Ce premier soir, j'avais pas peur d'aller à la réunion. J'avais pas peur de raconter mon histoire. Ce qui m'effrayait le plus, c'était l'idée de ne plus jamais rien ressentir. Je voulais pouvoir rire, aimer, pleurer, me mettre en colère. J'avais réprimé mes émotions si longtemps que j'avais peur de ne plus pouvoir les exprimer. Et si jamais j'y parvenais, quelle serait la douleur ? Comment survivrais-je à cette épreuve ?

De tout ce que j'ai appris jusqu'à présent sur ce chemin, la leçon la plus marquante a été de réaliser que j'ai des choix et que les autres personnes de mon entourage ont les leurs.
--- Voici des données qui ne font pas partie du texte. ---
//! Gateway services: the mint workflow, notifications and signature checks

pub mod mint;
pub mod notifier;
pub mod signature;

pub use mint::{CallbackOutcome, MintService, PaymentCallback, CONFIRMED_STATUSES};
pub use notifier::{
    deliver, spawn_delivery, LogNotifier, MintNotice, MintNotifier, NotifyError, NotifyOutcome,
    WebhookNotifier,
};
pub use signature::CallbackVerifier;
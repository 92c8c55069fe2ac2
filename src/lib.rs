//! Emblem gateway - mints Lupul și Corbul emblems from payment callbacks
//!
//! The payment processor posts a callback once an order changes state. For a
//! confirmed emblem order the gateway generates the emblem's metadata and
//! commits the emblem, the buyer's status, the collection stock and the
//! transaction record in one MongoDB transaction.
//!
//! ## Modules
//!
//! - **emblem**: emblem types, order ids, money and metadata generation
//! - **ledger**: atomic mint commits (MongoDB or in-memory)
//! - **services**: callback workflow, signature checks, notifications
//! - **routes** / **server**: the HTTP surface

pub mod config;
pub mod db;
pub mod emblem;
pub mod ledger;
pub mod routes;
pub mod server;
pub mod services;
pub mod types;

pub use config::Args;
pub use server::{run, AppState};
pub use types::{GatewayError, Result};
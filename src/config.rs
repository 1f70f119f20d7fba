use crate::case::acronyms::{self, AcronymSet, DEFAULT_ACRONYMS};
use crate::case::casing::Locale;
use anyhow::{Context, Result};
use directories::ProjectDirs;
use serde::{Deserialize, Serialize};
use std::collections::BTreeSet;
use std::fs;
use std::path::{Path, PathBuf};

/// Name of the per-project config file, looked up in the working directory.
pub const LOCAL_CONFIG_FILE: &str = ".stringcases.toml";

#[derive(Debug, Clone, PartialEq, Serialize, Deserialize)]
pub struct Config {
    #[serde(default = "default_locale")]
    pub locale: String,

    /// Extra acronyms on top of the table.
    #[serde(default)]
    pub acronyms: Vec<String>,

    /// Plain-text file with one acronym per line.
    #[serde(default)]
    pub acronym_file: Option<PathBuf>,

    /// Entries of the default table that should be treated as ordinary words.
    #[serde(default)]
    pub ignore_acronyms: Vec<String>,

    /// Start from an empty table instead of the defaults.
    #[serde(default)]
    pub replace_defaults: bool,
}

fn default_locale() -> String {
    "en".to_string()
}

impl Default for Config {
    fn default() -> Self {
        Self {
            locale: default_locale(),
            acronyms: Vec::new(),
            acronym_file: None,
            ignore_acronyms: Vec::new(),
            replace_defaults: false,
        }
    }
}

/// One config file as written. Keys left out are `None` and keep the value of
/// the layer below; keys that are present always win, even when they restate
/// a default.
#[derive(Debug, Clone, Default, PartialEq, Deserialize)]
struct ConfigFile {
    locale: Option<String>,
    acronyms: Option<Vec<String>>,
    acronym_file: Option<PathBuf>,
    ignore_acronyms: Option<Vec<String>>,
    replace_defaults: Option<bool>,
}

impl ConfigFile {
    fn read(path: &Path) -> Result<Self> {
        let contents = fs::read_to_string(path)
            .with_context(|| format!("Failed to read config file: {}", path.display()))?;

        let is_json = path
            .extension()
            .and_then(|e| e.to_str())
            .is_some_and(|e| e.eq_ignore_ascii_case("json"));

        let mut file: Self = if is_json {
            serde_json::from_str(&contents)
                .with_context(|| format!("Failed to parse config file: {}", path.display()))?
        } else {
            toml::from_str(&contents)
                .with_context(|| format!("Failed to parse config file: {}", path.display()))?
        };

        // Relative acronym files are resolved against the config file.
        if let (Some(acronym_file), Some(parent)) = (&file.acronym_file, path.parent()) {
            if acronym_file.is_relative() {
                file.acronym_file = Some(parent.join(acronym_file));
            }
        }

        tracing::debug!("Loaded config from {}", path.display());
        Ok(file)
    }
}

impl Config {
    /// Load configuration with priority: argument > local config > global config > defaults
    pub fn load(locale: Option<String>) -> Result<Self> {
        let global = Self::global_config_path();
        Self::load_from(global.as_deref(), Path::new(LOCAL_CONFIG_FILE), locale)
    }

    /// [`Config::load`] with explicit global and local paths. Paths that do
    /// not exist are skipped.
    pub fn load_from(
        global: Option<&Path>,
        local: &Path,
        locale: Option<String>,
    ) -> Result<Self> {
        let mut config = Self::default();

        for path in global.into_iter().chain([local]) {
            if path.exists() {
                config = config.merge(ConfigFile::read(path)?);
            }
        }

        if let Some(locale) = locale {
            config.locale = locale;
        }

        Ok(config)
    }

    /// Read a TOML config file, or JSON when the extension is `.json`.
    pub fn from_file(path: &Path) -> Result<Self> {
        Ok(Self::default().merge(ConfigFile::read(path)?))
    }

    pub fn from_toml_str(contents: &str) -> Result<Self> {
        let file: ConfigFile = toml::from_str(contents).context("Failed to parse config")?;
        Ok(Self::default().merge(file))
    }

    /// Lay `file` over `self`. Acronym lists accumulate across layers.
    fn merge(mut self, file: ConfigFile) -> Self {
        if let Some(locale) = file.locale {
            self.locale = locale;
        }
        if let Some(acronyms) = file.acronyms {
            self.acronyms.extend(acronyms);
        }
        if file.acronym_file.is_some() {
            self.acronym_file = file.acronym_file;
        }
        if let Some(ignored) = file.ignore_acronyms {
            self.ignore_acronyms.extend(ignored);
        }
        if let Some(replace_defaults) = file.replace_defaults {
            self.replace_defaults = replace_defaults;
        }
        self
    }

    pub fn locale(&self) -> Result<Locale> {
        self.locale
            .parse()
            .with_context(|| format!("Invalid locale in config: {}", self.locale))
    }

    /// Build the acronym table described by this config.
    pub fn acronym_set(&self) -> Result<AcronymSet> {
        let mut entries: BTreeSet<String> = BTreeSet::new();

        if !self.replace_defaults {
            entries.extend(DEFAULT_ACRONYMS.iter().map(|s| s.to_string()));
        }
        entries.extend(self.acronyms.iter().map(|s| s.trim().to_uppercase()));

        if let Some(path) = &self.acronym_file {
            let content = fs::read_to_string(path)
                .with_context(|| format!("Failed to read acronym file: {}", path.display()))?;
            entries.extend(
                acronyms::parse_list(&content)
                    .into_iter()
                    .map(str::to_uppercase),
            );
        }

        for ignored in &self.ignore_acronyms {
            let key = ignored.trim().to_uppercase();
            if !entries.remove(&key) {
                tracing::warn!("Ignored acronym '{}' is not in the acronym table", key);
            }
        }

        AcronymSet::new(entries).context("Invalid acronym in config")
    }

    pub fn global_config_path() -> Option<PathBuf> {
        ProjectDirs::from("", "", "stringcases").map(|dirs| dirs.config_dir().join("config.toml"))
    }
}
Je suis peut-être impuissant face à la maladie de l'alcoolisme, mais je ne suis pas impuissant face aux choix que je peux faire pour moi-même grâce à l'amour et aux conseils de mon groupe, de mon parrain et d'une force supérieure. Je ne peux pas – et je ne devrais pas essayer – faire des choix à la place des autres.

J'ai trouvé dans cette pièce, ce soir-là et chaque soir depuis, l'expérience, la force et l'espoir dont j'avais besoin. En écoutant les autres parler de leurs expériences et de leurs sentiments, j'ai compris qu'une partie du programme consistait à apprendre à ressentir ces émotions et à les accueillir pleinement. J'ai été stupéfaite d'apprendre que j'étais à la fois « digne d'amour et capable d'aimer ». J'ai été surprise de constater qu'il y avait un chemin à suivre et des personnes prêtes à me soutenir et à me guider. Et, surtout, j'étais reconnaissante de voir que j'avais le choix.